All Denmark and Norway presently rang with the stories of his exploits. They were always of the kind to appeal to the imagination, for in truth he was a very knight errant of the sea who fought for the love of it as well as of the flag, ardent patriot that he was. A brave and chivalrous foe he loved next to a loyal friend. Cowardice he loathed. Once when ordered to follow a retreating enemy with his frigate Hvide Oernen (the White Eagle) of thirty guns, he hugged him so close that in the darkness he ran his ship into the great Swedish man-of-war Oesel of sixty-four guns. The chance was too good to let pass. Seeing that the Oesel’s lower gun-ports were closed, and reasoning from this that she had been struck in the water-line and badly damaged, he was for boarding her at once, but his men refused to follow him. In the delay the Oesel backed away. Captain Wessel gave chase, pelted her with shot, and called to her captain, whose name was Soestjerna (sea-star), to stop.
“Running away from a frigate, are you? Shame on you, coward and poltroon! Stay and fight like a man for your King and your flag!”
Seeing him edge yet farther away, he shouted in utter exasperation, “Your name shall be dog-star forever, not sea-star, if you don’t stay.”
“But all this,” he wrote sadly to the King, “with much more which was worse, had no effect.”
However, on his way back to join the fleet he ran across a convoy of ten merchant vessels, guarded by three of the enemy’s line-of-battle ships. He made a feint at passing, but, suddenly turning, swooped down upon the biggest trader, ran out his boats, made fast, and towed it away from under the very noses of its protectors. It meant prize-money for his men, but their captain did not forget their craven conduct of the night, which had made him lose a bigger prize, and with the money they got a sound flogging.
The account of the duel between his first frigate, Loevendahl’s Galley, of eighteen guns, and a Swede of twenty-eight guns reads like the doings of the old vikings, and indeed both commanders were likely descended straight from those arch fighters. Wessel certainly was. The other captain was an English officer, Bactman by name, who was on the way to deliver his ship, that had been bought in England, to the Swedes. They met in the North Sea and fell to fighting by noon of one day. The afternoon of the next saw them at it yet. Twice the crew of the Swedish frigate had thrown down their arms, refusing to fight any more. Vainly the vessel had tried to get away; the Dane hung to it like a leech. In the afternoon of the second day Wessel was informed that his powder had given out. He had a boat sent out with a herald, who presented to Captain Bactman his regrets that he had to quit for lack of powder, but would he come aboard and shake hands?
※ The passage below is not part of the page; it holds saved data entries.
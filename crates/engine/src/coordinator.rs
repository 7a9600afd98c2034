// SPDX-License-Identifier: BUSL-1.1
// Copyright (c) 2026 Alfred Jean LLC

//! Transaction coordinator: the scope stack for one inbound call

use std::sync::Arc;
use teller_core::scope::{TxEvent, TxState};
use teller_core::store::{Entity, EntityRef, Session, Store, StoreError};
use thiserror::Error;

/// Faults raised by the coordinator itself.
///
/// These are caller programming errors or store failures; the classifier
/// reports them as unhandled faults unless a handler says otherwise.
#[derive(Debug, Error)]
pub enum CoordinatorError {
    #[error("no open transaction scope")]
    NoOpenScope,
    #[error("{count} carried objects exceeds the limit of {limit}")]
    TooManyCarriedObjects { count: usize, limit: usize },
    #[error(transparent)]
    Transition(#[from] teller_core::scope::TxError),
    #[error(transparent)]
    Store(#[from] StoreError),
}

/// Manages the transaction state and session stack for one call.
///
/// Scopes are strictly sequential: each nested scope's lifetime is fully
/// contained in its parent's, and each holds its own session. Whatever
/// the call's outcome, every session is released when the coordinator is
/// finalized (or dropped).
pub struct TransactionCoordinator {
    store: Arc<dyn Store>,
    stack: Vec<Box<dyn Session>>,
    state: TxState,
    max_carried: usize,
}

impl TransactionCoordinator {
    pub fn new(store: Arc<dyn Store>, max_carried: usize) -> TransactionCoordinator {
        TransactionCoordinator {
            store,
            stack: Vec::new(),
            state: TxState::Idle,
            max_carried,
        }
    }

    pub fn state(&self) -> TxState {
        self.state
    }

    /// Open the implicit main scope on call entry
    pub fn begin_main(&mut self) -> Result<(), CoordinatorError> {
        self.state = self.state.apply(TxEvent::Begin)?;
        match self.store.open() {
            Ok(session) => {
                self.stack.push(session);
                Ok(())
            }
            Err(err) => {
                self.state = self.state.apply(TxEvent::Rollback)?;
                Err(err.into())
            }
        }
    }

    /// Enter the call without a main scope
    pub fn skip_main(&mut self) -> Result<(), CoordinatorError> {
        self.state = self.state.apply(TxEvent::Skip)?;
        Ok(())
    }

    /// The innermost open scope's session
    pub fn session(&mut self) -> Result<&mut dyn Session, CoordinatorError> {
        match self.stack.last_mut() {
            Some(session) => Ok(session.as_mut()),
            None => Err(CoordinatorError::NoOpenScope),
        }
    }

    /// Open a nested scope, re-materializing each carried identity in
    /// the new scope's own session.
    pub(crate) fn enter_nested(
        &mut self,
        carried: &[EntityRef],
    ) -> Result<Vec<Entity>, CoordinatorError> {
        if carried.len() > self.max_carried {
            return Err(CoordinatorError::TooManyCarriedObjects {
                count: carried.len(),
                limit: self.max_carried,
            });
        }
        self.state = self.state.apply(TxEvent::EnterNested)?;
        let mut session = match self.store.open() {
            Ok(session) => session,
            Err(err) => {
                self.state = self.state.apply(TxEvent::LeaveNested)?;
                return Err(err.into());
            }
        };
        let mut reloaded = Vec::with_capacity(carried.len());
        for reference in carried {
            match session.load(&reference.kind, &reference.key) {
                Ok(entity) => reloaded.push(entity),
                Err(err) => {
                    if let Err(close_err) = session.rollback() {
                        tracing::warn!(error = %close_err, "rollback after failed carry");
                    }
                    self.state = self.state.apply(TxEvent::LeaveNested)?;
                    return Err(err.into());
                }
            }
        }
        self.stack.push(session);
        Ok(reloaded)
    }

    /// Close the innermost nested scope: commit on normal completion,
    /// roll back on fault. The state transition happens even when the
    /// session operation fails; the scope is closed either way.
    pub(crate) fn leave_nested(&mut self, commit: bool) -> Result<(), CoordinatorError> {
        let session = self.stack.pop().ok_or(CoordinatorError::NoOpenScope)?;
        let result = if commit {
            session.commit()
        } else {
            session.rollback()
        };
        self.state = self.state.apply(TxEvent::LeaveNested)?;
        result.map_err(Into::into)
    }

    /// Finalize a call that completed without a fault
    pub fn finish_success(&mut self) -> Result<(), CoordinatorError> {
        if self.state == TxState::NoTransaction {
            self.state = self.state.apply(TxEvent::Finish)?;
            return Ok(());
        }
        let session = self.stack.pop().ok_or(CoordinatorError::NoOpenScope)?;
        match session.commit() {
            Ok(()) => {
                self.state = self.state.apply(TxEvent::Commit)?;
                Ok(())
            }
            Err(err) => {
                // the engine discarded the scope's work on commit failure
                self.state = self.state.apply(TxEvent::Rollback)?;
                Err(err.into())
            }
        }
    }

    /// Unwind every open scope innermost-first after a fault
    pub fn finish_fault(&mut self) -> Result<(), CoordinatorError> {
        while let Some(session) = self.stack.pop() {
            if let Err(err) = session.rollback() {
                tracing::warn!(error = %err, "rollback failed");
            }
            let event = if self.state.depth() > 1 || !self.state.is_main() {
                TxEvent::LeaveNested
            } else {
                TxEvent::Rollback
            };
            self.state = self.state.apply(event)?;
        }
        if self.state == TxState::NoTransaction {
            self.state = self.state.apply(TxEvent::Finish)?;
        }
        Ok(())
    }
}

impl Drop for TransactionCoordinator {
    fn drop(&mut self) {
        // sessions must not outlive the call, whatever the outcome
        while let Some(session) = self.stack.pop() {
            if let Err(err) = session.rollback() {
                tracing::warn!(error = %err, "rollback on drop failed");
            }
        }
    }
}

#[cfg(test)]
#[path = "coordinator_tests.rs"]
mod tests;
// SPDX-License-Identifier: BUSL-1.1
// Copyright (c) 2026 Alfred Jean LLC

//! Traced store wrappers for consistent observability

use serde_json::Value;
use std::time::Instant;
use teller_core::store::{Entity, ScopeId, Session, Store, StoreError};

/// Wrapper that adds tracing to any Store
#[derive(Clone)]
pub struct TracedStore<S> {
    inner: S,
}

impl<S> TracedStore<S> {
    pub fn new(inner: S) -> Self {
        Self { inner }
    }
}

impl<S: Store> Store for TracedStore<S> {
    fn open(&self) -> Result<Box<dyn Session>, StoreError> {
        match self.inner.open() {
            Ok(session) => {
                tracing::debug!(scope = %session.scope(), "session opened");
                Ok(Box::new(TracedSession { inner: session }))
            }
            Err(e) => {
                tracing::error!(error = %e, "session open failed");
                Err(e)
            }
        }
    }
}

/// Wraps a session so every operation logs its outcome under the
/// session's scope
#[derive(Debug)]
struct TracedSession {
    inner: Box<dyn Session>,
}

impl Session for TracedSession {
    fn scope(&self) -> ScopeId {
        self.inner.scope()
    }

    fn load(&mut self, kind: &str, key: &str) -> Result<Entity, StoreError> {
        let span = tracing::debug_span!("session.load", scope = %self.inner.scope(), kind, key);
        let _guard = span.enter();

        let result = self.inner.load(kind, key);
        match &result {
            Ok(_) => tracing::debug!("loaded"),
            Err(e) => tracing::debug!(error = %e, "load failed"),
        }
        result
    }

    fn insert(&mut self, kind: &str, key: &str, data: Value) -> Result<Entity, StoreError> {
        let span = tracing::debug_span!("session.insert", scope = %self.inner.scope(), kind, key);
        let _guard = span.enter();

        let result = self.inner.insert(kind, key, data);
        match &result {
            Ok(_) => tracing::debug!("staged"),
            Err(e) => tracing::debug!(error = %e, "insert failed"),
        }
        result
    }

    fn save(&mut self, entity: &Entity) -> Result<(), StoreError> {
        let span = tracing::debug_span!(
            "session.save",
            scope = %self.inner.scope(),
            kind = entity.kind(),
            key = entity.key()
        );
        let _guard = span.enter();

        let result = self.inner.save(entity);
        if let Err(e) = &result {
            tracing::error!(error = %e, "save failed");
        }
        result
    }

    fn remove(&mut self, entity: &Entity) -> Result<(), StoreError> {
        let span = tracing::debug_span!(
            "session.remove",
            scope = %self.inner.scope(),
            kind = entity.kind(),
            key = entity.key()
        );
        let _guard = span.enter();

        let result = self.inner.remove(entity);
        if let Err(e) = &result {
            tracing::error!(error = %e, "remove failed");
        }
        result
    }

    fn query(&mut self, kind: &str) -> Result<Vec<Entity>, StoreError> {
        let span = tracing::debug_span!("session.query", scope = %self.inner.scope(), kind);
        let _guard = span.enter();

        let result = self.inner.query(kind);
        match &result {
            Ok(rows) => tracing::debug!(rows = rows.len(), "queried"),
            Err(e) => tracing::debug!(error = %e, "query failed"),
        }
        result
    }

    fn flush(&mut self) -> Result<(), StoreError> {
        tracing::debug!(scope = %self.inner.scope(), "flush");
        self.inner.flush()
    }

    fn commit(self: Box<Self>) -> Result<(), StoreError> {
        let scope = self.inner.scope();
        let span = tracing::info_span!("session.commit", scope = %scope);
        let _guard = span.enter();

        let start = Instant::now();
        let result = self.inner.commit();
        let elapsed = start.elapsed();

        match &result {
            Ok(()) => tracing::info!(elapsed_ms = elapsed.as_millis() as u64, "committed"),
            Err(e) => tracing::error!(
                elapsed_ms = elapsed.as_millis() as u64,
                error = %e,
                "commit failed"
            ),
        }
        result
    }

    fn rollback(self: Box<Self>) -> Result<(), StoreError> {
        let scope = self.inner.scope();
        let result = self.inner.rollback();
        match &result {
            Ok(()) => tracing::info!(scope = %scope, "rolled back"),
            Err(e) => tracing::error!(scope = %scope, error = %e, "rollback failed"),
        }
        result
    }
}

#[cfg(test)]
#[path = "traced_tests.rs"]
mod tests;
// SPDX-License-Identifier: BUSL-1.1
// Copyright (c) 2026 Alfred Jean LLC

//! Result codes: globally unique integers with severity implied by range

use crate::severity::Severity;
use serde::Serialize;
use thiserror::Error;

/// Errors constructing result codes
#[derive(Debug, Error, PartialEq, Eq)]
pub enum CodeError {
    #[error("code {value} does not fall in the {severity} range")]
    SeverityMismatch { severity: Severity, value: u32 },
    #[error("code {value} falls outside every reserved severity range")]
    UnmappedValue { value: u32 },
    #[error("offset {offset} exceeds the {tier} capacity of block {block} ({capacity} codes)")]
    OffsetOutOfRange {
        block: u16,
        tier: Severity,
        offset: u32,
        capacity: u32,
    },
}

/// A globally unique result code.
///
/// The value alone determines the severity; both constructors enforce
/// the fixed ranges, and the type is immutable once built. No
/// `Deserialize` impl exists: codes re-enter the process through the
/// checked constructors only.
#[derive(Debug, Clone, Copy, PartialEq, Eq, Hash, Serialize)]
pub struct ResultCode {
    severity: Severity,
    value: u32,
}

impl ResultCode {
    /// The reserved success code (0)
    pub const SUCCESS: ResultCode = ResultCode::from_parts(Severity::Success, 0);
    /// The reserved unhandled-fault code (99999)
    pub const UNHANDLED: ResultCode = ResultCode::from_parts(Severity::Fatal, 99_999);

    pub(crate) const fn from_parts(severity: Severity, value: u32) -> ResultCode {
        ResultCode { severity, value }
    }

    /// Construct a code, verifying the value falls in the severity's range
    pub fn new(severity: Severity, value: u32) -> Result<ResultCode, CodeError> {
        match Severity::of(value) {
            Some(actual) if actual == severity => Ok(ResultCode { severity, value }),
            Some(_) => Err(CodeError::SeverityMismatch { severity, value }),
            None => Err(CodeError::UnmappedValue { value }),
        }
    }

    /// Construct a code from a bare value, deriving the severity
    pub fn from_value(value: u32) -> Result<ResultCode, CodeError> {
        let severity = Severity::of(value).ok_or(CodeError::UnmappedValue { value })?;
        Ok(ResultCode { severity, value })
    }

    pub fn severity(&self) -> Severity {
        self.severity
    }

    pub fn value(&self) -> u32 {
        self.value
    }

    /// Localized-message lookup key.
    ///
    /// `INF-`/`WAR-`/`ERR-` prefixed for the message tiers, the literal
    /// value for fatal codes, none for success.
    pub fn message_key(&self) -> Option<String> {
        match self.severity.abbr() {
            Some(abbr) => Some(format!("{}-{}", abbr, self.value)),
            None if self.severity == Severity::Fatal => Some(self.value.to_string()),
            None => None,
        }
    }
}

impl std::fmt::Display for ResultCode {
    fn fmt(&self, f: &mut std::fmt::Formatter<'_>) -> std::fmt::Result {
        write!(f, "{}", self.value)
    }
}

#[cfg(test)]
#[path = "code_tests.rs"]
mod tests;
The Briton declined. Meanwhile the ships had drifted close enough to speak through the trumpet, and Captain Wessel shouted over from his quarter-deck that “if he could lend him a little powder, they might still go on.” Captain Bactman smilingly shook his head, and then the two drank to one another’s health, each on his own quarter-deck, and parted friends, while their crews manned what was left of the yards and cheered each other wildly.